Type 1 Diabetes: Key Messages

  • Significant reductions in hemoglobin A1c (HbA1c) are reported frequently enough to support claims that home telehealth can be as or more effective than usual care in improving glycemic control.  However, many studies that do not report significant differences between telehealth and usual care.  In short, there is strong evidence that home telehealth can be very effective in some circumstances, but it is not clear precisely what those circumstances are.  There is no evidence that it is inferior to usual care.


  • In some studies, home telehealth has significantly improved quality of life.


  • Uptake is highly variable, but patients appear generally accepting of home telehealth technology.  No reports of negative patient experiences were found.


  • Patients can derive considerable time savings from the use of home telehealth for medical appointments.


  • The time commitments required of providers appear comparatively low.  Patient-provider communication tends to occur weekly or bi-weekly rather than on a daily basis.  Contacts are usually pre-arranged, which may simplify health human resource planning.

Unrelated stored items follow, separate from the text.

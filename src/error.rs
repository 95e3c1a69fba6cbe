//! Error types for the cosmic guide

use thiserror::Error;

use crate::models::TopicCategory;

/// Result type alias for advisor operations
pub type Result<T> = std::result::Result<T, AdvisorError>;

#[derive(Error, Debug)]
pub enum AdvisorError {

    // =============================
    // Remote Advisor Errors
    // =============================

    #[error("Gemini API key not configured")]
    MissingApiKey,

    #[error("Gemini API returned {status}: {body}")]
    RemoteStatus { status: u16, body: String },

    #[error("Malformed Gemini response: {0}")]
    MalformedResponse(String),

    #[error("Empty response from Gemini")]
    EmptyResponse,

    // =============================
    // Local Generator Errors
    // =============================

    #[error("Phrase list '{list}' is empty for category {category}")]
    EmptyPhraseList {
        category: TopicCategory,
        list: &'static str,
    },

    // =============================
    // Surfaces
    // =============================

    #[error("Configuration error: {0}")]
    Config(String),

    #[error("Invalid request: {0}")]
    InvalidRequest(String),

    // =============================
    // External Library Conversions
    // =============================

    #[error("HTTP client error: {0}")]
    HttpError(#[from] reqwest::Error),
}

impl AdvisorError {
    /// True for failures of the remote call that the advisor recovers from
    /// by answering locally.
    pub fn is_transport_failure(&self) -> bool {
        matches!(
            self,
            AdvisorError::RemoteStatus { .. }
                | AdvisorError::MalformedResponse(_)
                | AdvisorError::EmptyResponse
                | AdvisorError::HttpError(_)
        )
    }
}
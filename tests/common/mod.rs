//! Local mock of the Gemini endpoint shared by the integration tests.

#![allow(dead_code)]

use axum::{
    extract::{Query, State},
    http::StatusCode,
    Router,
};
use std::collections::HashMap;
use std::sync::{Arc, Mutex};
use std::time::Duration;

pub const OK_BODY: &str = r#"{"candidates":[{"content":{"parts":[{"text":"Venus smiles on you this month."}],"role":"model"},"finishReason":"STOP"}]}"#;

/// One request as the mock saw it
#[derive(Debug, Clone)]
pub struct SeenRequest {
    pub key: Option<String>,
    pub body: String,
}

impl SeenRequest {
    /// The prompt text sent in `contents[0].parts[0].text`
    pub fn prompt(&self) -> String {
        let sent: serde_json::Value = serde_json::from_str(&self.body).unwrap();
        sent["contents"][0]["parts"][0]["text"]
            .as_str()
            .unwrap()
            .to_string()
    }
}

#[derive(Clone)]
pub struct MockState {
    pub status: StatusCode,
    pub body: &'static str,
    pub delay: Duration,
    seen: Arc<Mutex<Vec<SeenRequest>>>,
}

impl MockState {
    pub fn new(status: StatusCode, body: &'static str) -> Self {
        Self {
            status,
            body,
            delay: Duration::ZERO,
            seen: Arc::new(Mutex::new(Vec::new())),
        }
    }

    pub fn with_delay(mut self, delay: Duration) -> Self {
        self.delay = delay;
        self
    }

    pub fn hits(&self) -> usize {
        self.seen.lock().unwrap().len()
    }

    pub fn requests(&self) -> Vec<SeenRequest> {
        self.seen.lock().unwrap().clone()
    }

    pub fn last_request(&self) -> Option<SeenRequest> {
        self.seen.lock().unwrap().last().cloned()
    }
}

async fn generate(
    State(state): State<MockState>,
    Query(params): Query<HashMap<String, String>>,
    body: String,
) -> (StatusCode, &'static str) {
    state.seen.lock().unwrap().push(SeenRequest {
        key: params.get("key").cloned(),
        body,
    });

    if !state.delay.is_zero() {
        tokio::time::sleep(state.delay).await;
    }
    (state.status, state.body)
}

/// Start the mock server on a random port and return the base URL.
pub async fn start_mock_server(state: MockState) -> String {
    let listener = tokio::net::TcpListener::bind("127.0.0.1:0")
        .await
        .expect("Failed to bind to random port");
    let addr = listener.local_addr().unwrap();

    let router = Router::new().fallback(generate).with_state(state);
    tokio::spawn(async move {
        axum::serve(listener, router).await.unwrap();
    });

    format!("http://{}/v1beta", addr)
}
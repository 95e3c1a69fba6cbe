//! Gemini API client
//!
//! Transport for the remote advisor: builds the generateContent request,
//! sends it, and classifies every way the call can go wrong.
//! Uses a long-lived reqwest::Client for connection pooling.

use reqwest::Client;
use serde::{Deserialize, Serialize};
use std::time::Duration;
use tracing::{debug, error};

use crate::config::GeminiConfig;
use crate::error::AdvisorError;
use crate::models::UserProfile;

const PREAMBLE: &str = "You are a trained expert in vedic astrology. Provide prediction about the question below with minor details as summary.";

/// Reusable Gemini client (connection-pooled)
#[derive(Clone)]
pub struct GeminiClient {
    client: Client,
    endpoint: String,
    generation_config: Option<GenerationConfig>,
}

impl GeminiClient {
    pub fn new(config: &GeminiConfig) -> crate::Result<Self> {
        let client = Client::builder()
            .pool_idle_timeout(Duration::from_secs(90))
            .pool_max_idle_per_host(8)
            .timeout(config.timeout)
            .build()?;

        let generation_config = config.temperature.map(|temperature| GenerationConfig {
            temperature,
            max_output_tokens: config.max_output_tokens,
        });

        Ok(Self {
            client,
            endpoint: format!(
                "{}/models/{}:generateContent",
                config.base_url.trim_end_matches('/'),
                config.model
            ),
            generation_config,
        })
    }

    pub fn endpoint(&self) -> &str {
        &self.endpoint
    }

    /// Send one prompt and return the first candidate's text
    pub async fn generate(&self, api_key: &str, prompt: &str) -> crate::Result<String> {
        if api_key.trim().is_empty() {
            return Err(AdvisorError::MissingApiKey);
        }

        let request = GeminiRequest {
            contents: vec![Content {
                parts: vec![Part {
                    text: prompt.to_string(),
                }],
            }],
            generation_config: self.generation_config.clone(),
        };

        debug!(endpoint = %self.endpoint, "Calling Gemini API");

        let response = self
            .client
            .post(&self.endpoint)
            .query(&[("key", api_key)])
            .json(&request)
            .send()
            .await
            .map_err(|e| {
                error!("Gemini API request failed: {}", e);
                AdvisorError::HttpError(e)
            })?;

        let status = response.status();
        if !status.is_success() {
            let body = response.text().await.unwrap_or_default();
            error!(status = status.as_u16(), "Gemini API error response: {}", body);
            return Err(AdvisorError::RemoteStatus {
                status: status.as_u16(),
                body,
            });
        }

        let body = response.text().await?;
        extract_text(&body)
    }
}

/// Pull `candidates[0].content.parts[0].text` out of a response body
pub fn extract_text(body: &str) -> crate::Result<String> {
    let parsed: GeminiResponse = serde_json::from_str(body).map_err(|e| {
        error!("Failed to parse Gemini response: {}", e);
        AdvisorError::MalformedResponse(e.to_string())
    })?;

    parsed
        .candidates
        .into_iter()
        .next()
        .and_then(|c| c.content)
        .and_then(|c| c.parts.into_iter().next())
        .map(|p| p.text)
        .filter(|text| !text.trim().is_empty())
        .ok_or(AdvisorError::EmptyResponse)
}

/// Build the full prompt: preamble, optional profile block, question
pub fn build_prompt(question: &str, profile: Option<&UserProfile>) -> String {
    let mut prompt = String::from(PREAMBLE);
    prompt.push('\n');

    if let Some(p) = profile {
        prompt.push_str("The person asking has provided the following information:\n");
        prompt.push_str(&format!("Date of Birth: {}\n", p.date_of_birth));
        prompt.push_str(&format!("Birth Time: {}\n", p.birth_time));
        prompt.push_str(&format!("Birth Location: {}\n", p.location));
        prompt.push_str(&format!("Gender: {}\n", p.gender));
    }

    prompt.push_str(&format!("Question: \"{}\"", question));
    prompt
}

#[derive(Debug, Serialize)]
#[serde(rename_all = "camelCase")]
struct GeminiRequest {
    contents: Vec<Content>,
    #[serde(skip_serializing_if = "Option::is_none")]
    generation_config: Option<GenerationConfig>,
}

#[derive(Debug, Serialize, Deserialize)]
struct Content {
    #[serde(default)]
    parts: Vec<Part>,
}

#[derive(Debug, Serialize, Deserialize)]
struct Part {
    #[serde(default)]
    text: String,
}

#[derive(Debug, Clone, Serialize)]
#[serde(rename_all = "camelCase")]
struct GenerationConfig {
    temperature: f32,
    max_output_tokens: u32,
}

#[derive(Debug, Deserialize)]
struct GeminiResponse {
    #[serde(default)]
    candidates: Vec<Candidate>,
}

#[derive(Debug, Deserialize)]
struct Candidate {
    content: Option<Content>,
}
use cosmic_guide::{
    advisor::Advisor,
    config::AppConfig,
    notify::ChannelNotifier,
    session::WELCOME_MESSAGE,
};
use std::sync::Arc;
use tokio::io::{AsyncBufReadExt, AsyncWriteExt, BufReader};
use tracing::info;
use tracing_subscriber::EnvFilter;

#[tokio::main]
async fn main() -> Result<(), Box<dyn std::error::Error>> {
    // Initialize tracing; quiet by default so it doesn't interleave with the chat
    tracing_subscriber::fmt()
        .with_env_filter(
            EnvFilter::try_from_default_env().unwrap_or_else(|_| EnvFilter::new("warn")),
        )
        .with_writer(std::io::stderr)
        .init();

    dotenv::dotenv().ok();
    let config = AppConfig::from_env()?;

    let (notifier, mut notices) = ChannelNotifier::channel();
    let advisor = Advisor::new(&config.gemini)?.with_notifier(Arc::new(notifier));

    info!(
        remote = config.api_key.is_some(),
        profile = config.profile.is_some(),
        "Cosmic chat starting"
    );

    let mut stdout = tokio::io::stdout();
    stdout
        .write_all(format!("✨ {}\n\n", WELCOME_MESSAGE).as_bytes())
        .await?;

    let mut lines = BufReader::new(tokio::io::stdin()).lines();
    loop {
        stdout.write_all(b"you> ").await?;
        stdout.flush().await?;

        let Some(line) = lines.next_line().await? else {
            break;
        };
        let question = line.trim();
        if question.is_empty() {
            continue;
        }
        if question == "/quit" {
            break;
        }

        let answer = advisor
            .get_response(question, config.api_key.as_deref(), config.profile.as_ref())
            .await;

        // Notices show inline, like the toast in a browser chat
        while let Ok(notice) = notices.try_recv() {
            eprintln!("⚠️  {}: {}", notice.title, notice.description);
        }

        stdout
            .write_all(format!("🌙 {}\n\n", answer).as_bytes())
            .await?;
    }

    Ok(())
}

  • Few economic analyses of home telehealth were found, and none took place in Canada. Findings were mixed.  It should be noted that many of the healthcare costs associated with type 1 diabetes arise from long-term complications rather than daily management needs.  It is possible that cost savings and reductions in service use – should they occur – should not be expected from the short-term studies that dominate the literature.  Whether home telehealth can reduce complication rates remains to be seen.  However, findings of short-term improvements in glycemic control have promising implications.